Automatic gain control (AGC) circuits are used within communication systems, such as telephonic communication systems, in order to maintain transmitted speech signals at comfortably audible levels. In order to maintain a specified average or peak level of speech signals, while minimizing noise content, automatic gain control circuits use a speech detector for discriminating between speech and noise signals. Typically, a speech detector evaluates a single statistical property of the transmitted signal, compares the statistical property value with a predetermined reference and provides a logical output signal indicating the presence or absence of speech in the transmitted signal.
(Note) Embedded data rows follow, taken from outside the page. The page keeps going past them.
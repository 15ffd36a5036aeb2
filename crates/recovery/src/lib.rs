//! Typed-failure dispatch to prioritized recovery strategies.

pub mod error;
pub mod fallback;
pub mod manager;
pub mod strategies;
pub mod strategy;

pub use error::RecoveryError;
pub use fallback::{HostFallback, NoopFallback};
pub use manager::{RecoveryAttempt, RecoveryManager};
pub use strategies::{HardwareStrategy, OomStrategy};
pub use strategy::RecoveryStrategy;
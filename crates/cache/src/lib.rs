//! Bounded, byte-accounted LRU cache used as a memory-pressure relief valve.

pub mod manager;

pub use manager::{CacheManager, CacheStats};
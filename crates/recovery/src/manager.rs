use std::collections::{HashMap, VecDeque};
use std::sync::{Arc, Mutex, MutexGuard, PoisonError, RwLock};
use std::time::Duration;

use accel_core::{DeviceControl, Failure, FailureType, RecoveryConfig, TuningKnob};
use accel_resource::ResourceManager;
use chrono::{DateTime, Utc};
use serde::Serialize;
use tokio::time::Instant;
use tracing::{info, warn};

use crate::error::RecoveryError;
use crate::fallback::{HostFallback, NoopFallback};
use crate::strategies::{HardwareStrategy, OomStrategy};
use crate::strategy::RecoveryStrategy;

/// Audit record of one recovery run. Never mutated once recorded.
#[derive(Debug, Clone, Serialize)]
pub struct RecoveryAttempt {
    pub failure: Failure,
    pub strategy: String,
    pub success: bool,
    /// Rendered strategy error when `success` is false.
    pub error: Option<String>,
    pub duration: Duration,
    pub timestamp: DateTime<Utc>,
    /// Retries for this failure class ran out on this attempt.
    pub escalated: bool,
}

#[derive(Default)]
struct RecoveryState {
    history: VecDeque<RecoveryAttempt>,
    consecutive_failures: HashMap<FailureType, u32>,
}

/// Dispatches failures to the highest-priority strategy that accepts them.
pub struct RecoveryManager {
    strategies: RwLock<Vec<Arc<dyn RecoveryStrategy>>>,
    fallback: Arc<dyn HostFallback>,
    config: RecoveryConfig,
    state: Mutex<RecoveryState>,
}

impl RecoveryManager {
    pub fn new(config: RecoveryConfig) -> Self {
        Self {
            strategies: RwLock::new(Vec::new()),
            fallback: Arc::new(NoopFallback),
            config,
            state: Mutex::new(RecoveryState::default()),
        }
    }

    /// A manager with the OOM and hardware strategies registered.
    pub fn with_builtin_strategies(
        config: RecoveryConfig,
        resources: Arc<ResourceManager>,
        knob: Arc<dyn TuningKnob>,
        device: Arc<dyn DeviceControl>,
    ) -> Self {
        let reduction = config.oom_knob_reduction;
        let manager = Self::new(config);
        manager.register(Arc::new(OomStrategy::new(resources, knob, reduction)));
        manager.register(Arc::new(HardwareStrategy::new(device)));
        manager
    }

    pub fn with_fallback(mut self, fallback: Arc<dyn HostFallback>) -> Self {
        self.fallback = fallback;
        self
    }

    /// Add a strategy. Equal priorities keep registration order.
    pub fn register(&self, strategy: Arc<dyn RecoveryStrategy>) {
        let mut strategies = self.strategies.write().unwrap_or_else(PoisonError::into_inner);
        info!(strategy = strategy.name(), priority = strategy.priority(), "recovery strategy registered");
        strategies.push(strategy);
        strategies.sort_by_key(|s| std::cmp::Reverse(s.priority()));
    }

    pub fn strategy_names(&self) -> Vec<String> {
        self.strategies
            .read()
            .unwrap_or_else(PoisonError::into_inner)
            .iter()
            .map(|s| s.name().to_string())
            .collect()
    }

    fn select(&self, failure: &Failure) -> Option<Arc<dyn RecoveryStrategy>> {
        self.strategies
            .read()
            .unwrap_or_else(PoisonError::into_inner)
            .iter()
            .find(|s| s.can_handle(failure))
            .cloned()
    }

    fn lock(&self) -> MutexGuard<'_, RecoveryState> {
        self.state.lock().unwrap_or_else(PoisonError::into_inner)
    }

    /// Run the best applicable strategy for `failure` and record the attempt.
    ///
    /// Strategy failures come back as an attempt with `success == false`, not
    /// as an error. The only error is a failure no strategy accepts, which is
    /// not recorded.
    pub async fn report_failure(&self, failure: Failure) -> Result<RecoveryAttempt, RecoveryError> {
        let Some(strategy) = self.select(&failure) else {
            warn!(kind = %failure.kind, device = %failure.device, error = %failure.error, "unhandled failure");
            return Err(RecoveryError::Unhandled(failure.kind));
        };

        let timestamp = Utc::now();
        let started = Instant::now();
        let outcome = strategy.recover(&failure).await;
        let duration = started.elapsed();

        let mut attempt = RecoveryAttempt {
            strategy: strategy.name().to_string(),
            success: outcome.is_ok(),
            error: outcome.err().map(|e| e.to_string()),
            duration,
            timestamp,
            escalated: false,
            failure,
        };

        attempt.escalated = self.count_outcome(attempt.failure.kind, attempt.success);

        if attempt.success {
            info!(strategy = %attempt.strategy, kind = %attempt.failure.kind, ?duration, "recovery succeeded");
        } else {
            warn!(
                strategy = %attempt.strategy,
                kind = %attempt.failure.kind,
                error = attempt.error.as_deref().unwrap_or_default(),
                "recovery failed"
            );
        }

        if attempt.escalated {
            self.escalate(&attempt.failure).await;
        }

        let mut state = self.lock();
        state.history.push_back(attempt.clone());
        while state.history.len() > self.config.history_limit {
            state.history.pop_front();
        }
        Ok(attempt)
    }

    /// Update the consecutive-failure counter; true when retries ran out.
    fn count_outcome(&self, kind: FailureType, success: bool) -> bool {
        let mut state = self.lock();
        if success {
            state.consecutive_failures.remove(&kind);
            return false;
        }

        let count = state.consecutive_failures.entry(kind).or_insert(0);
        *count += 1;
        if *count >= self.config.max_retries {
            state.consecutive_failures.remove(&kind);
            true
        } else {
            false
        }
    }

    async fn escalate(&self, failure: &Failure) {
        if !self.config.fallback_enabled {
            warn!(kind = %failure.kind, retries = self.config.max_retries, "recovery retries exhausted, fallback disabled");
            return;
        }

        warn!(kind = %failure.kind, retries = self.config.max_retries, "recovery retries exhausted, falling back to host");
        if let Err(e) = self.fallback.fall_back(failure).await {
            warn!(error = %e, "host fallback failed");
        }
    }

    /// Consecutive failed recoveries for `kind` since the last success or escalation.
    pub fn retry_count(&self, kind: FailureType) -> u32 {
        self.lock().consecutive_failures.get(&kind).copied().unwrap_or(0)
    }

    /// Recorded attempts, oldest first.
    pub fn history(&self) -> Vec<RecoveryAttempt> {
        self.lock().history.iter().cloned().collect()
    }
}
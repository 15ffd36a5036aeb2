use std::sync::{Mutex, MutexGuard, PoisonError};
use std::time::Duration;

use accel_core::{TuningConfig, TuningError, TuningKnob};
use chrono::{DateTime, Utc};
use serde::Serialize;
use tokio::time::Instant;
use tracing::{debug, info};

/// One applied change to the knob.
#[derive(Debug, Clone, PartialEq, Serialize)]
pub struct KnobChange {
    pub from: u32,
    pub to: u32,
    /// Requested reduction, or `None` for an explicit `set`.
    pub fraction: Option<f64>,
    pub timestamp: DateTime<Utc>,
}

struct KnobState {
    current: u32,
    last_reduction: Option<Instant>,
    history: Vec<KnobChange>,
}

/// Batch size bounded to `[min, max]` and kept on multiples of `step`.
///
/// Reductions inside the cooldown window after the previous one are accepted
/// and ignored, so several pressure paths can fire at once without
/// compounding.
pub struct BatchSizeKnob {
    min: u32,
    max: u32,
    step: u32,
    cooldown: Duration,
    state: Mutex<KnobState>,
}

impl BatchSizeKnob {
    pub fn new(initial: u32, min: u32, max: u32, step: u32, cooldown: Duration) -> Self {
        let step = step.max(1);
        Self {
            min,
            max,
            step,
            cooldown,
            state: Mutex::new(KnobState {
                current: initial.clamp(min, max),
                last_reduction: None,
                history: Vec::new(),
            }),
        }
    }

    pub fn from_config(config: &TuningConfig) -> Self {
        Self::new(
            config.batch_size,
            config.min_batch_size,
            config.max_batch_size,
            config.batch_step,
            config.cooldown(),
        )
    }

    fn lock(&self) -> MutexGuard<'_, KnobState> {
        self.state.lock().unwrap_or_else(PoisonError::into_inner)
    }

    pub fn current(&self) -> u32 {
        self.lock().current
    }

    /// Set the batch size directly, clamped to the range. Returns the value applied.
    pub fn set(&self, value: u32) -> u32 {
        let value = value.clamp(self.min, self.max);
        let mut state = self.lock();
        if state.current != value {
            let change = KnobChange {
                from: state.current,
                to: value,
                fraction: None,
                timestamp: Utc::now(),
            };
            state.current = value;
            state.history.push(change);
        }
        value
    }

    pub fn history(&self) -> Vec<KnobChange> {
        self.lock().history.clone()
    }

    fn round_down_to_step(&self, value: u32) -> u32 {
        (value / self.step) * self.step
    }
}

impl TuningKnob for BatchSizeKnob {
    fn name(&self) -> &str {
        "batch_size"
    }

    fn reduce_knob(&self, fraction: f64) -> Result<(), TuningError> {
        if !(fraction > 0.0 && fraction < 1.0) {
            return Err(TuningError::InvalidFraction(fraction));
        }

        let now = Instant::now();
        let mut state = self.lock();
        if let Some(last) = state.last_reduction {
            if now.duration_since(last) < self.cooldown {
                debug!(fraction, "batch size reduction inside cooldown, ignored");
                return Ok(());
            }
        }

        let scaled = (state.current as f64 * (1.0 - fraction)) as u32;
        let next = self.round_down_to_step(scaled).max(self.min);
        state.last_reduction = Some(now);

        if next != state.current {
            info!(from = state.current, to = next, fraction, "batch size reduced");
            let change = KnobChange {
                from: state.current,
                to: next,
                fraction: Some(fraction),
                timestamp: Utc::now(),
            };
            state.current = next;
            state.history.push(change);
        }
        Ok(())
    }
}

#[cfg(test)]
mod tests {
    use super::*;

    fn knob(cooldown_ms: u64) -> BatchSizeKnob {
        BatchSizeKnob::new(256, 32, 512, 32, Duration::from_millis(cooldown_ms))
    }

    #[test]
    fn defaults_from_config() {
        let k = BatchSizeKnob::from_config(&TuningConfig::default());
        assert_eq!(k.current(), 256);
        assert_eq!(k.name(), "batch_size");
    }

    #[test]
    fn reduction_snaps_to_step_and_floors_at_min() {
        let k = knob(0);
        k.reduce_knob(0.3).unwrap();
        assert_eq!(k.current(), 160);
        k.reduce_knob(0.3).unwrap();
        assert_eq!(k.current(), 96);
        k.reduce_knob(0.3).unwrap();
        assert_eq!(k.current(), 64);
        k.reduce_knob(0.3).unwrap();
        assert_eq!(k.current(), 32);
        k.reduce_knob(0.9).unwrap();
        assert_eq!(k.current(), 32);

        let history = k.history();
        assert_eq!(history.len(), 4);
        assert_eq!(history[0].from, 256);
        assert_eq!(history[0].to, 160);
        assert_eq!(history[0].fraction, Some(0.3));
    }

    #[test]
    fn invalid_fraction_rejected() {
        let k = knob(0);
        assert_eq!(k.reduce_knob(0.0), Err(TuningError::InvalidFraction(0.0)));
        assert_eq!(k.reduce_knob(1.0), Err(TuningError::InvalidFraction(1.0)));
        assert!(k.reduce_knob(f64::NAN).is_err());
        assert_eq!(k.current(), 256);
    }

    #[tokio::test(start_paused = true)]
    async fn rapid_reductions_do_not_compound() {
        let k = knob(1_000);
        k.reduce_knob(0.2).unwrap();
        k.reduce_knob(0.2).unwrap();
        k.reduce_knob(0.2).unwrap();
        assert_eq!(k.current(), 192);

        tokio::time::advance(Duration::from_millis(1_001)).await;
        k.reduce_knob(0.2).unwrap();
        assert_eq!(k.current(), 128);
    }

    #[test]
    fn set_clamps_to_range() {
        let k = knob(0);
        assert_eq!(k.set(4_096), 512);
        assert_eq!(k.set(1), 32);
        assert_eq!(k.current(), 32);
        assert_eq!(k.history().len(), 2);
        assert_eq!(k.history()[0].fraction, None);
    }
}
use std::cmp::Ordering;
use std::collections::BinaryHeap;

use tokio::time::Instant;

use crate::task::Task;
use crate::types::Priority;

/// A task waiting for admission.
pub(crate) struct QueuedTask {
    pub seq: u64,
    pub submitted_at: Instant,
    pub deadline: Instant,
    pub task: Task,
}

impl QueuedTask {
    pub fn priority(&self) -> Priority {
        self.task.priority
    }
}

// Max-heap order: higher priority, then earlier deadline, then earlier
// submission. `seq` is unique, so no two entries compare equal.
impl Ord for QueuedTask {
    fn cmp(&self, other: &Self) -> Ordering {
        self.priority()
            .cmp(&other.priority())
            .then_with(|| other.deadline.cmp(&self.deadline))
            .then_with(|| other.seq.cmp(&self.seq))
    }
}

impl PartialOrd for QueuedTask {
    fn partial_cmp(&self, other: &Self) -> Option<Ordering> {
        Some(self.cmp(other))
    }
}

impl PartialEq for QueuedTask {
    fn eq(&self, other: &Self) -> bool {
        self.seq == other.seq
    }
}

impl Eq for QueuedTask {}

#[derive(Default)]
pub(crate) struct PendingQueue {
    heap: BinaryHeap<QueuedTask>,
}

impl PendingQueue {
    pub fn push(&mut self, task: QueuedTask) {
        self.heap.push(task);
    }

    pub fn pop(&mut self) -> Option<QueuedTask> {
        self.heap.pop()
    }

    pub fn len(&self) -> usize {
        self.heap.len()
    }

    pub fn is_empty(&self) -> bool {
        self.heap.is_empty()
    }
}

#[cfg(test)]
mod tests {
    use std::time::Duration;

    use accel_core::ResourceRequest;

    use super::*;

    fn queued(seq: u64, priority: Priority, deadline_ms: u64, base: Instant) -> QueuedTask {
        let request = ResourceRequest::memory(1, Duration::from_millis(deadline_ms));
        QueuedTask {
            seq,
            submitted_at: base,
            deadline: base + Duration::from_millis(deadline_ms),
            task: Task::new(priority, request, |_| async { Ok(()) }).with_id(format!("t{}", seq)),
        }
    }

    fn drain(queue: &mut PendingQueue) -> Vec<String> {
        std::iter::from_fn(|| queue.pop()).map(|q| q.task.id).collect()
    }

    #[test]
    fn priority_dominates() {
        let base = Instant::now();
        let mut q = PendingQueue::default();
        q.push(queued(0, Priority::Low, 10, base));
        q.push(queued(1, Priority::Critical, 1_000, base));
        q.push(queued(2, Priority::Normal, 10, base));
        q.push(queued(3, Priority::High, 10, base));

        assert_eq!(drain(&mut q), vec!["t1", "t3", "t2", "t0"]);
    }

    #[test]
    fn equal_priority_prefers_earlier_deadline_then_submission() {
        let base = Instant::now();
        let mut q = PendingQueue::default();
        q.push(queued(0, Priority::Normal, 500, base));
        q.push(queued(1, Priority::Normal, 100, base));
        q.push(queued(2, Priority::Normal, 500, base));
        q.push(queued(3, Priority::Normal, 100, base));

        assert_eq!(q.len(), 4);
        assert_eq!(drain(&mut q), vec!["t1", "t3", "t0", "t2"]);
        assert!(q.is_empty());
    }
}
use chrono::{DateTime, Utc};
use serde::Serialize;

/// Accounting for one resource type.
#[derive(Debug, Clone, PartialEq, Serialize)]
pub struct ResourceStats {
    /// Currently allocated to tasks.
    pub used: u64,
    /// Held back from allocation by the reservation fraction.
    pub reserved: u64,
    /// Allocatable ceiling (limit minus reservation).
    pub available: u64,
    /// Highest `used` ever observed.
    pub peak: u64,
    /// Bytes resident in the cache. Always zero for non-memory types.
    pub cached: u64,
    pub last_reclaim: Option<DateTime<Utc>>,
    pub reclaim_count: u64,
}

impl ResourceStats {
    /// Headroom left for new allocations once cache residency is counted.
    pub fn free(&self) -> u64 {
        self.available.saturating_sub(self.used + self.cached)
    }
}
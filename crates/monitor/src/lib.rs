//! Feedback inputs around the admission core: telemetry polling with
//! threshold alerts, the batch-size knob, and the bridge between them.

pub mod alert;
pub mod feedback;
pub mod knob;
pub mod monitor;

pub use alert::{AlertMetric, ThresholdAlert};
pub use feedback::spawn_pressure_feedback;
pub use knob::{BatchSizeKnob, KnobChange};
pub use monitor::PerformanceMonitor;
use std::collections::HashMap;
use std::time::Duration;

use serde::Serialize;

use crate::types::Priority;

/// Scheduler counters. Observational only; nothing reads them to decide.
#[derive(Debug, Clone, Default, Serialize)]
pub struct SchedulerMetrics {
    /// Tasks waiting for admission.
    pub queue_length: usize,
    /// Tasks currently executing.
    pub running: usize,
    pub submitted: u64,
    pub admitted: u64,
    pub completed: u64,
    /// All failures, including deadline expiry and admission rejection.
    pub failed: u64,
    pub deadline_exceeded: u64,
    /// Handlers that ran to a terminal state. Tasks rejected from the queue
    /// never ran and are not counted.
    pub finished_runs: u64,
    /// Mean time from submission to admission.
    pub avg_wait: Duration,
    /// Mean handler run time for tasks that reached a terminal state.
    pub avg_run_time: Duration,
    pub admitted_by_priority: HashMap<Priority, u64>,
}

impl SchedulerMetrics {
    pub fn record_admission(&mut self, priority: Priority, wait: Duration) {
        self.admitted += 1;
        *self.admitted_by_priority.entry(priority).or_default() += 1;
        self.avg_wait = incremental_mean(self.avg_wait, wait, self.admitted);
    }

    pub fn record_finish(&mut self, succeeded: bool, deadline_exceeded: bool, run_time: Duration) {
        if succeeded {
            self.completed += 1;
        } else {
            self.failed += 1;
        }
        if deadline_exceeded {
            self.deadline_exceeded += 1;
        }
        self.finished_runs += 1;
        self.avg_run_time = incremental_mean(self.avg_run_time, run_time, self.finished_runs);
    }

    /// A task failed from the queue without running.
    pub fn record_rejection(&mut self, deadline_exceeded: bool) {
        self.failed += 1;
        if deadline_exceeded {
            self.deadline_exceeded += 1;
        }
    }
}

// new_avg = prev_avg + (sample - prev_avg) / count
fn incremental_mean(prev: Duration, sample: Duration, count: u64) -> Duration {
    if count <= 1 {
        return sample;
    }
    let prev_nanos = prev.as_nanos() as f64;
    let cur_nanos = sample.as_nanos() as f64;
    let avg_nanos = prev_nanos + (cur_nanos - prev_nanos) / count as f64;
    Duration::from_nanos(avg_nanos as u64)
}
use std::sync::atomic::Ordering;
use std::sync::Arc;

use accel_core::Failure;
use futures::future::BoxFuture;
use tracing::{error, info, warn};

use crate::events::TaskEvent;
use crate::task::{TaskContext, TaskError, TaskHandler};
use crate::types::TaskStatus;

use super::Scheduler;

impl Scheduler {
    /// Drive one admitted task to a terminal state.
    ///
    /// The handler gets its own tokio task so a deadline can abort it
    /// outright. Boxed because completion re-enters the admission loop, which
    /// spawns further `run_task` futures.
    pub(super) fn run_task(self: Arc<Self>, ctx: TaskContext, handler: TaskHandler) -> BoxFuture<'static, ()> {
        Box::pin(async move {
            let task_id = ctx.task_id.clone();
            let deadline = ctx.deadline;
            let max_duration = ctx.request.max_duration;

            // Calling the handler inside the spawned task turns a panic in the
            // closure body into a JoinError as well.
            let mut handle = tokio::spawn(async move { handler(ctx).await });
            let outcome = match tokio::time::timeout_at(deadline, &mut handle).await {
                Ok(Ok(result)) => result,
                Ok(Err(join_err)) => {
                    error!(task_id = %task_id, error = %join_err, "task handler panicked");
                    Err(TaskError::Panicked(join_err.to_string()))
                }
                Err(_) => {
                    handle.abort();
                    warn!(task_id = %task_id, ?max_duration, "task deadline exceeded, aborting");
                    Err(TaskError::DeadlineExceeded(max_duration))
                }
            };

            self.complete(&task_id, outcome).await;
            self.idle.notify_waiters();
        })
    }

    /// Running -> terminal. Safe to call more than once per task: only the
    /// first call finds it in the running set and releases its resources.
    pub(super) async fn complete(self: &Arc<Self>, task_id: &str, outcome: Result<(), TaskError>) {
        let failure = {
            let mut state = self.control.lock().await;
            let Some(running) = state.running.remove(task_id) else {
                return;
            };

            self.resources.release(&running.request);
            let run_time = running.started_at.elapsed();
            let status = if outcome.is_ok() {
                TaskStatus::Completed
            } else {
                TaskStatus::Failed
            };
            state.set_terminal(task_id, status, self.config.status_history);

            let deadline_exceeded = matches!(outcome, Err(TaskError::DeadlineExceeded(_)));
            self.update_metrics(|m| m.record_finish(outcome.is_ok(), deadline_exceeded, run_time));

            let mut event = TaskEvent::new(task_id, running.priority, status);
            match &outcome {
                Ok(()) => info!(task_id = %task_id, ?run_time, "task completed"),
                Err(e) => {
                    warn!(task_id = %task_id, error = %e, "task failed");
                    event = event.with_error(e);
                }
            }
            self.emit(event);

            // Rejections are logged and recorded by the admission pass.
            self.admit_pending(&mut state).await;

            let failure = outcome.err().and_then(|e| self.classify(task_id, &e));
            if failure.is_some() {
                self.reports_in_flight.fetch_add(1, Ordering::SeqCst);
            }
            failure
        };

        if let Some(failure) = failure {
            self.report(failure).await;
            self.reports_in_flight.fetch_sub(1, Ordering::SeqCst);
        }
    }

    fn classify(&self, task_id: &str, err: &TaskError) -> Option<Failure> {
        if self.recovery.is_none() {
            return None;
        }
        let kind = err.failure_type()?;
        let device = self.resources.device().device_id().to_string();
        Some(Failure::new(kind, device, err).with_context("task_id", task_id))
    }

    async fn report(&self, failure: Failure) {
        let Some(recovery) = &self.recovery else {
            return;
        };
        let task_id = failure.context.get("task_id").cloned();
        match recovery.report_failure(failure).await {
            Ok(attempt) => info!(
                task_id = ?task_id,
                strategy = %attempt.strategy,
                success = attempt.success,
                "task failure handed to recovery"
            ),
            Err(e) => warn!(task_id = ?task_id, error = %e, "task failure not recovered"),
        }
    }
}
The AGC circuit responds to the logical output signal by adjusting the applied gain depending on whether a logical output signal indicates the presence of speech.

One problem with traditional speech detectors is that reliance upon a single statistical determination renders such speech detectors vulnerable to making false determinations when evaluating noise to noise signals that possess the requisite statistical property at a level sufficient to indicate speech detection. Another problem is that the production of a single logical output obscures the degree of confidence with which the presence of speech was determined by the speech detector. It would be desirable to provide a speech detector that utilizes more than a single statistical criterion in order to determine the presence of speech in a transmitted telephone signal. It would further be desirable to provide a speech detector that produces a detection signal from which the degree of confidence in the determination can be taken into account in adjusting the gain.

SUMMARY

According to one aspect of the present invention, a speech detector for a telephone AGC system comprises separate speech detection mechanisms for making independent determinations of the presence of speech in a signal. Each of the speech detection mechanisms produces a detection signal, and the individual detection signals are combined to produce an aggregate detection signal for indicating the presence of speech in a transmitted signal.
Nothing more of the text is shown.